Si algo define el momento actual de la moda es la obsesión por lo híbrido: lo deportivo que se vuelve de vestir, lo técnico que acaba siendo urbano, lo que antes era funcional y cómodo, ahora también es estética (o aesthetics, mejor dicho). Puma lo sabe y ha sabido jugar bien sus cartas reintroduciendo un icono de 1999, como son las Speedcat, pero con ese giro inesperado más cerca del ballet que del paddock de Formula 1.
De la Fórmula 1 al asfalto urbano (y de ahí, al feed)Las Speedcat originales no eran unas zapatillas cualquiera. Eran prácticamente una herramienta de precisión. Diseñadas para pilotos de Fórmula 1, además de ser ignífugas, su perfil ultrabajo permitía sentir el pedal como si fuera una extensión del pie. Eran minimalismo llevado al extremo, pero con un propósito: el de pisar el acelerador a más de 300 km/h.
Ese ADN sigue todavía ahí, pero reinterpretado. Ahora no importa tanto que la trazada técnica sea perfecta, tanto como el outfit que se puede construir alrededor. Para ello, la versión ballet refuerza ahora tres de las claves que hacen que el modelo sea un éxito:
Su perfil ultraplano que hace que, en plena resaca de las sneakers chunky, la planta del pie permanezca en contacto con el suelo.
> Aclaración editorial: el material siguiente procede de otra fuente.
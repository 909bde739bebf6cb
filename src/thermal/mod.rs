//! Grid-based thermal simulation.
//!
//! The board is discretized into a uniform grid. Powered components act
//! as heat sources spread over their footprint, heat diffuses through a
//! 4-neighbour Laplacian, heatsinks pull their cells back toward ambient
//! and the outer border is held at ambient (Dirichlet boundary).
//!
//! The result after a fixed number of iterations is the simulator's
//! output; it is reproducible for identical inputs.

mod config;
mod field;
mod simulator;

pub use config::{HeatsinkArea, ThermalConfig};
pub use field::ThermalField;
pub use simulator::ThermalSimulator;
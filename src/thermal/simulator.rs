//! Fixed-iteration grid relaxation.

use super::config::ThermalConfig;
use super::field::{CellSpan, ThermalField};
use crate::layout::{Layout, Problem};
use log::trace;

/// Approximates the steady-state temperature distribution of a layout.
///
/// The simulation is a deterministic explicit relaxation with a fixed
/// iteration count; it never checks for convergence and never fails.
/// Extreme power or zero diffusivity simply produce runaway or flat
/// fields.
#[derive(Debug, Clone, Default)]
pub struct ThermalSimulator {
    config: ThermalConfig,
}

impl ThermalSimulator {
    pub fn new(config: ThermalConfig) -> Self {
        Self { config }
    }

    pub fn config(&self) -> &ThermalConfig {
        &self.config
    }

    /// Grid dimensions `(cols, rows)` for a problem's board.
    pub fn grid_size(&self, problem: &Problem) -> (usize, usize) {
        let board = problem.board();
        let cells = |mm: f64| ((mm * self.config.cells_per_mm).floor() as usize).max(1);
        (cells(board.width), cells(board.height))
    }

    /// Runs the relaxation for `layout` and returns the final field.
    pub fn simulate(&self, problem: &Problem, layout: &Layout) -> ThermalField {
        let cfg = &self.config;
        let ambient = cfg.ambient_temperature;
        let (cols, rows) = self.grid_size(problem);
        let cell_area = 1.0 / (cfg.cells_per_mm * cfg.cells_per_mm);

        let mut source = vec![0.0; cols * rows];
        for (idx, placement) in layout.iter_placed() {
            let power = problem.component(idx).power;
            if power <= 0.0 {
                continue;
            }
            let rect = problem.footprint(idx, &placement);
            let Some(span) = CellSpan::covering(&rect, cfg.cells_per_mm, cols, rows, 1) else {
                continue;
            };
            let area = (span.full_cols * span.full_rows) as f64 * cell_area;
            let intensity = power * cfg.power_scale / area;
            for row in span.row0..span.row1 {
                for col in span.col0..span.col1 {
                    source[row * cols + col] += intensity;
                }
            }
        }

        let mut mask = vec![0.0_f64; cols * rows];
        for hs in &cfg.heatsinks {
            let Some(span) = CellSpan::covering(&hs.area, cfg.cells_per_mm, cols, rows, 0) else {
                continue;
            };
            for row in span.row0..span.row1 {
                for col in span.col0..span.col1 {
                    let m = &mut mask[row * cols + col];
                    *m = m.max(hs.efficiency);
                }
            }
        }
        let has_heatsinks = mask.iter().any(|&m| m > 0.0);

        let mut field = ThermalField::filled(cols, rows, cfg.cells_per_mm, ambient);
        let mut previous = vec![ambient; cols * rows];

        for _ in 0..cfg.iterations {
            let temp = field.data_mut();
            previous.copy_from_slice(temp);
            let at = |c: isize, r: isize| {
                if c < 0 || r < 0 || c >= cols as isize || r >= rows as isize {
                    ambient
                } else {
                    previous[r as usize * cols + c as usize]
                }
            };

            for row in 0..rows {
                for col in 0..cols {
                    let (c, r) = (col as isize, row as isize);
                    let i = row * cols + col;
                    let neighbours = at(c, r - 1) + at(c, r + 1) + at(c - 1, r) + at(c + 1, r);
                    let laplacian = neighbours - 4.0 * previous[i];
                    temp[i] = previous[i] + cfg.diffusivity * laplacian + source[i];
                }
            }

            if has_heatsinks {
                for (t, &m) in temp.iter_mut().zip(&mask) {
                    *t = *t * (1.0 - m) + ambient * m;
                }
            }

            for col in 0..cols {
                temp[col] = ambient;
                temp[(rows - 1) * cols + col] = ambient;
            }
            for row in 0..rows {
                temp[row * cols] = ambient;
                temp[row * cols + cols - 1] = ambient;
            }
        }

        trace!(
            "thermal field {cols}x{rows} after {} iterations, peak {:.2}",
            cfg.iterations,
            field.max()
        );
        field
    }

    /// Peak temperature of the simulated field.
    pub fn max_temperature(&self, problem: &Problem, layout: &Layout) -> f64 {
        self.simulate(problem, layout).max()
    }

    /// Mean temperature over a placed component's footprint, or `None` if
    /// the component is unplaced.
    pub fn component_temperature(
        &self,
        problem: &Problem,
        layout: &Layout,
        idx: usize,
    ) -> Option<f64> {
        let rect = problem.rect_in(layout, idx)?;
        self.simulate(problem, layout).mean_over(&rect)
    }
}

#[cfg(test)]
mod tests {
    use super::*;
    use crate::layout::{Board, Component, Placement, Rect};
    use crate::thermal::HeatsinkArea;

    fn single_hot_component(power: f64) -> (Problem, Layout) {
        let problem = Problem::new(
            Board::new(20.0, 20.0),
            vec![Component::new("U1", 2.0, 2.0).with_power(power)],
            vec![],
        )
        .unwrap();
        let mut layout = problem.empty_layout();
        layout.place(0, Placement::at(9.0, 9.0));
        (problem, layout)
    }

    #[test]
    fn test_zero_power_field_stays_ambient() {
        let problem = Problem::new(
            Board::new(15.0, 12.0),
            vec![Component::new("A", 3.0, 2.0), Component::new("B", 4.0, 4.0)],
            vec![],
        )
        .unwrap();
        let mut layout = problem.empty_layout();
        layout.place(0, Placement::at(1.0, 1.0));
        layout.place(1, Placement::at(6.0, 5.0));

        for iterations in [0, 1, 7, 50] {
            let sim = ThermalSimulator::new(ThermalConfig::default().with_iterations(iterations));
            let field = sim.simulate(&problem, &layout);
            assert_eq!((field.cols(), field.rows()), (15, 12));
            assert!(field.cells().iter().all(|&t| (t - 25.0).abs() < 1e-12));
        }
    }

    #[test]
    fn test_hot_component_peak_near_footprint() {
        let (problem, layout) = single_hot_component(10.0);
        let sim = ThermalSimulator::default();
        let field = sim.simulate(&problem, &layout);

        assert!(field.max() > 25.0);
        let (col, row) = field.argmax();
        // Footprint covers cells 9..11; allow one cell of slack.
        assert!((8..=11).contains(&col), "argmax col {col}");
        assert!((8..=11).contains(&row), "argmax row {row}");
    }

    #[test]
    fn test_border_is_ambient() {
        let (problem, layout) = single_hot_component(10.0);
        let field = ThermalSimulator::default().simulate(&problem, &layout);
        for col in 0..field.cols() {
            assert_eq!(field.get(col, 0), Some(25.0));
            assert_eq!(field.get(col, field.rows() - 1), Some(25.0));
        }
        for row in 0..field.rows() {
            assert_eq!(field.get(0, row), Some(25.0));
            assert_eq!(field.get(field.cols() - 1, row), Some(25.0));
        }
    }

    #[test]
    fn test_deterministic() {
        let (problem, layout) = single_hot_component(3.0);
        let sim = ThermalSimulator::default();
        assert_eq!(sim.simulate(&problem, &layout), sim.simulate(&problem, &layout));
    }

    #[test]
    fn test_full_heatsink_clamps_to_ambient() {
        let (problem, layout) = single_hot_component(10.0);
        let config = ThermalConfig::default()
            .with_heatsink(HeatsinkArea::new(Rect::new(0.0, 0.0, 20.0, 20.0), 1.0));
        let field = ThermalSimulator::new(config).simulate(&problem, &layout);
        assert!((field.max() - 25.0).abs() < 1e-9);
    }

    #[test]
    fn test_partial_heatsink_cools() {
        let (problem, layout) = single_hot_component(10.0);
        let plain = ThermalSimulator::default().max_temperature(&problem, &layout);
        let config = ThermalConfig::default()
            .with_heatsink(HeatsinkArea::new(Rect::new(8.0, 8.0, 4.0, 4.0), 0.5));
        let cooled = ThermalSimulator::new(config).max_temperature(&problem, &layout);
        assert!(cooled < plain, "{cooled} should be below {plain}");
    }

    #[test]
    fn test_component_temperature() {
        let (problem, mut layout) = single_hot_component(10.0);
        let sim = ThermalSimulator::default();
        let t = sim.component_temperature(&problem, &layout, 0).unwrap();
        assert!(t > 25.0);
        layout.unplace(0);
        assert_eq!(sim.component_temperature(&problem, &layout, 0), None);
    }

    #[test]
    fn test_more_power_is_hotter() {
        let (problem_lo, layout) = single_hot_component(1.0);
        let (problem_hi, _) = single_hot_component(5.0);
        let sim = ThermalSimulator::default();
        let lo = sim.max_temperature(&problem_lo, &layout);
        assert!(sim.max_temperature(&problem_hi, &layout) > lo);
    }
}
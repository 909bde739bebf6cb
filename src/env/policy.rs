//! Decision makers for the placement environment.

use super::placement_env::{Action, Observation, PlacementEnv};
use crate::layout::Layout;
use crate::random::create_rng;
use log::debug;
use rand::rngs::StdRng;
use rand::Rng;

/// Chooses the next action from an observation.
///
/// Implemented by anything that can drive a [`PlacementEnv`], from the
/// random baseline to an external learned policy. Closures of type
/// `FnMut(&Observation) -> Action` implement it too.
pub trait Policy {
    fn choose_action(&mut self, observation: &Observation) -> Action;
}

impl<F> Policy for F
where
    F: FnMut(&Observation) -> Action,
{
    fn choose_action(&mut self, observation: &Observation) -> Action {
        self(observation)
    }
}

/// Samples both action ratios uniformly from `[0, 1]`.
#[derive(Debug, Clone)]
pub struct RandomPolicy<R: Rng> {
    rng: R,
}

impl<R: Rng> RandomPolicy<R> {
    pub fn new(rng: R) -> Self {
        Self { rng }
    }
}

impl RandomPolicy<StdRng> {
    pub fn seeded(seed: u64) -> Self {
        Self::new(create_rng(seed))
    }
}

impl<R: Rng> Policy for RandomPolicy<R> {
    fn choose_action(&mut self, _observation: &Observation) -> Action {
        Action::new(self.rng.random_range(0.0..=1.0), self.rng.random_range(0.0..=1.0))
    }
}

/// Summary of one episode.
#[derive(Debug, Clone, PartialEq)]
pub struct EpisodeResult {
    pub layout: Layout,
    pub wire_length: f64,
    pub total_reward: f64,
    pub steps: usize,
    pub components_placed: usize,
    pub forced_termination: bool,
}

impl EpisodeResult {
    /// Whether every component was placed.
    pub fn is_complete(&self, total: usize) -> bool {
        !self.forced_termination && self.components_placed == total
    }
}

/// Resets `env` and steps it with `policy` until the episode ends.
///
/// Every step either places a component or ends the episode, so this
/// takes at most one step per component.
pub fn run_episode<P: Policy + ?Sized>(
    env: &mut PlacementEnv<'_>,
    policy: &mut P,
) -> EpisodeResult {
    let mut observation = env.reset();
    let mut total_reward = 0.0;
    let mut steps = 0usize;
    let mut forced_termination = false;

    while !env.is_terminated() {
        let action = policy.choose_action(&observation);
        let outcome = env.step(action);
        total_reward += outcome.reward;
        steps += 1;
        forced_termination |= outcome.info.forced_termination;
        observation = outcome.observation;
    }

    let result = EpisodeResult {
        layout: env.layout().clone(),
        wire_length: env.wire_length(),
        total_reward,
        steps,
        components_placed: env.layout().placed_count(),
        forced_termination,
    };
    debug!(
        "episode done: {} steps, {}/{} placed, reward {:.2}, wire {:.2}",
        result.steps,
        result.components_placed,
        env.problem().len(),
        result.total_reward,
        result.wire_length
    );
    result
}

#[cfg(test)]
mod tests {
    use super::*;
    use crate::env::EnvConfig;
    use crate::layout::{Board, Component, Connection, Problem};

    fn circuit() -> Problem {
        Problem::new(
            Board::new(40.0, 30.0),
            vec![
                Component::new("U1", 8.0, 8.0),
                Component::new("U2", 6.0, 6.0),
                Component::new("R1", 3.0, 1.0),
                Component::new("C1", 2.0, 2.0),
            ],
            vec![
                Connection::new("U1", "U2", 3.0),
                Connection::new("U1", "R1", 1.0),
                Connection::new("U2", "C1", 2.0),
            ],
        )
        .unwrap()
    }

    #[test]
    fn test_random_policy_episode() {
        let p = circuit();
        let mut env = PlacementEnv::new(&p, EnvConfig::default().with_seed(1)).unwrap();
        let mut policy = RandomPolicy::seeded(2);
        let result = run_episode(&mut env, &mut policy);
        assert!(result.steps <= p.len());
        assert!(result.is_complete(p.len()));
        assert_eq!(p.check_layout(&result.layout), Ok(()));
        assert!((result.wire_length - crate::cost::wire_length(&p, &result.layout)).abs() < 1e-9);
    }

    #[test]
    fn test_closure_policy() {
        let p = Problem::new(
            Board::new(8.0, 8.0),
            vec![Component::new("A", 4.0, 4.0), Component::new("B", 4.0, 4.0)],
            vec![Connection::new("A", "B", 1.0)],
        )
        .unwrap();
        let mut env = PlacementEnv::new(&p, EnvConfig::default().with_seed(1)).unwrap();
        let mut corner = 0.0;
        let mut policy = |_: &Observation| {
            let action = Action::new(corner, 0.0);
            corner = 1.0;
            action
        };
        let result = run_episode(&mut env, &mut policy);
        assert_eq!(result.steps, 2);
        assert!(!result.forced_termination);
        assert!((result.total_reward - (10.0 + (-0.04 + 10.0 + 50.0))).abs() < 1e-9);
    }

    #[test]
    fn test_episodes_repeat_after_reset() {
        let p = circuit();
        let mut env = PlacementEnv::new(&p, EnvConfig::default().with_seed(4)).unwrap();
        let a = run_episode(&mut env, &mut RandomPolicy::seeded(8));
        let b = run_episode(&mut env, &mut RandomPolicy::seeded(8));
        // Same actions; only fallback draws could differ.
        assert_eq!(a.steps, b.steps);
        assert_eq!(a.components_placed, b.components_placed);
    }

    #[test]
    fn test_forced_termination_reported() {
        let p = Problem::new(
            Board::new(8.0, 8.0),
            vec![Component::new("A", 6.0, 6.0), Component::new("B", 6.0, 6.0)],
            vec![],
        )
        .unwrap();
        let mut env = PlacementEnv::new(&p, EnvConfig::default().with_seed(1)).unwrap();
        let result = run_episode(&mut env, &mut RandomPolicy::seeded(3));
        assert!(result.forced_termination);
        assert_eq!(result.components_placed, 1);
        assert!(!result.is_complete(2));
        assert!(result.total_reward <= -1000.0 + 10.0);
    }
}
Sus características correas elásticas, guiño a la bailarina clásica pero con actitud sporty. Y, por último, una puntera más abierta y amable para el pie.
Las nuevas Speedcat Ballet siguen siendo visualmente discretas pero nunca aburridas, además de quedar bien tanto con un pantalón tipo sastre que con unos shorts. A esto hay que sumarle también una nueva paleta cromática que llega en azul marino, plateado (con un punto futurista), un rosa empolvado que esquiva lo cursi y en negro infalible.
Ahora tienen todavía más aún ese aire de artículo que solo se atreven a ponerse las más entendidas en moda aunque las tengamos todas en la wishlist.